[Requirement] A bare number is the expected answer: the count of lines in the data holding "impl".
>>>>
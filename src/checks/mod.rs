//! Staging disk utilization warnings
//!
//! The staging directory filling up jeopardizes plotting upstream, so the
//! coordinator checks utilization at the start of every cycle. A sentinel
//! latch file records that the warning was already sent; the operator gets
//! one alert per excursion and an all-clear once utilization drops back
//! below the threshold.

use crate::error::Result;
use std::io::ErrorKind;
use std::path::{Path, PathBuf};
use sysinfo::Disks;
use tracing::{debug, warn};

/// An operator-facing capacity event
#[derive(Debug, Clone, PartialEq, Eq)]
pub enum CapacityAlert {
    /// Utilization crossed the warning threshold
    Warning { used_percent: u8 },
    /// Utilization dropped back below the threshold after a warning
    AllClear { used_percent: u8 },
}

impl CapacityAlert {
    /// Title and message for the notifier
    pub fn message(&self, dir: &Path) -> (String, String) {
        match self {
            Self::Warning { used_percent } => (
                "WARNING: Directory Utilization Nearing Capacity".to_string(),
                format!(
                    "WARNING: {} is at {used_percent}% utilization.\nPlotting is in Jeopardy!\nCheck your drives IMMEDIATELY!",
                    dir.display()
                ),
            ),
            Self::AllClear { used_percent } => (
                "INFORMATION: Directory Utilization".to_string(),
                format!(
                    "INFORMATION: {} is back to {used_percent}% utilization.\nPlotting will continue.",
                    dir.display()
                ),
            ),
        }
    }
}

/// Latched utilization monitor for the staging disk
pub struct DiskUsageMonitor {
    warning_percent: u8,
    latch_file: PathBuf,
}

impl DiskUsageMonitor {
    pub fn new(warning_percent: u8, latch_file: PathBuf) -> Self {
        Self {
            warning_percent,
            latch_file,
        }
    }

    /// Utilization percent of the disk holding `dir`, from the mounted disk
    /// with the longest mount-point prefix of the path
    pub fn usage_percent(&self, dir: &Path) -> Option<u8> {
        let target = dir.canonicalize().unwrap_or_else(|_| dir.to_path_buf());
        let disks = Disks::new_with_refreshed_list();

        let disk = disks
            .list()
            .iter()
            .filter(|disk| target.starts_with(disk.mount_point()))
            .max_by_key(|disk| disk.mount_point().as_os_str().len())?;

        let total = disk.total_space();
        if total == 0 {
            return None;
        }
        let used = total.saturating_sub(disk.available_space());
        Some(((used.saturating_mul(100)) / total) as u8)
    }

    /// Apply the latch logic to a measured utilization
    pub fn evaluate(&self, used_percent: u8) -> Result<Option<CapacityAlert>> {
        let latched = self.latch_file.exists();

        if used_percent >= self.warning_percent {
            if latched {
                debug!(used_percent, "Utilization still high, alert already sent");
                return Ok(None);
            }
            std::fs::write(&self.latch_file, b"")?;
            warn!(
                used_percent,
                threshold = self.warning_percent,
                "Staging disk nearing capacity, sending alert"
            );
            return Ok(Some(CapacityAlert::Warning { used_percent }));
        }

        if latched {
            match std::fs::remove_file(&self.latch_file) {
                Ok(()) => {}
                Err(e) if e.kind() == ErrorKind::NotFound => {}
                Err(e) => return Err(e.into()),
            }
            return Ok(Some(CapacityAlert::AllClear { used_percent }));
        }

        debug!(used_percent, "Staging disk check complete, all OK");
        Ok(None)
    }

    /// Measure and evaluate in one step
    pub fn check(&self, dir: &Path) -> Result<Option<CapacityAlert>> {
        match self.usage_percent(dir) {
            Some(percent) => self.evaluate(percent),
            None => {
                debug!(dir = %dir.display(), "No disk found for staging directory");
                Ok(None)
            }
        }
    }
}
<<<<
[Written answer] 2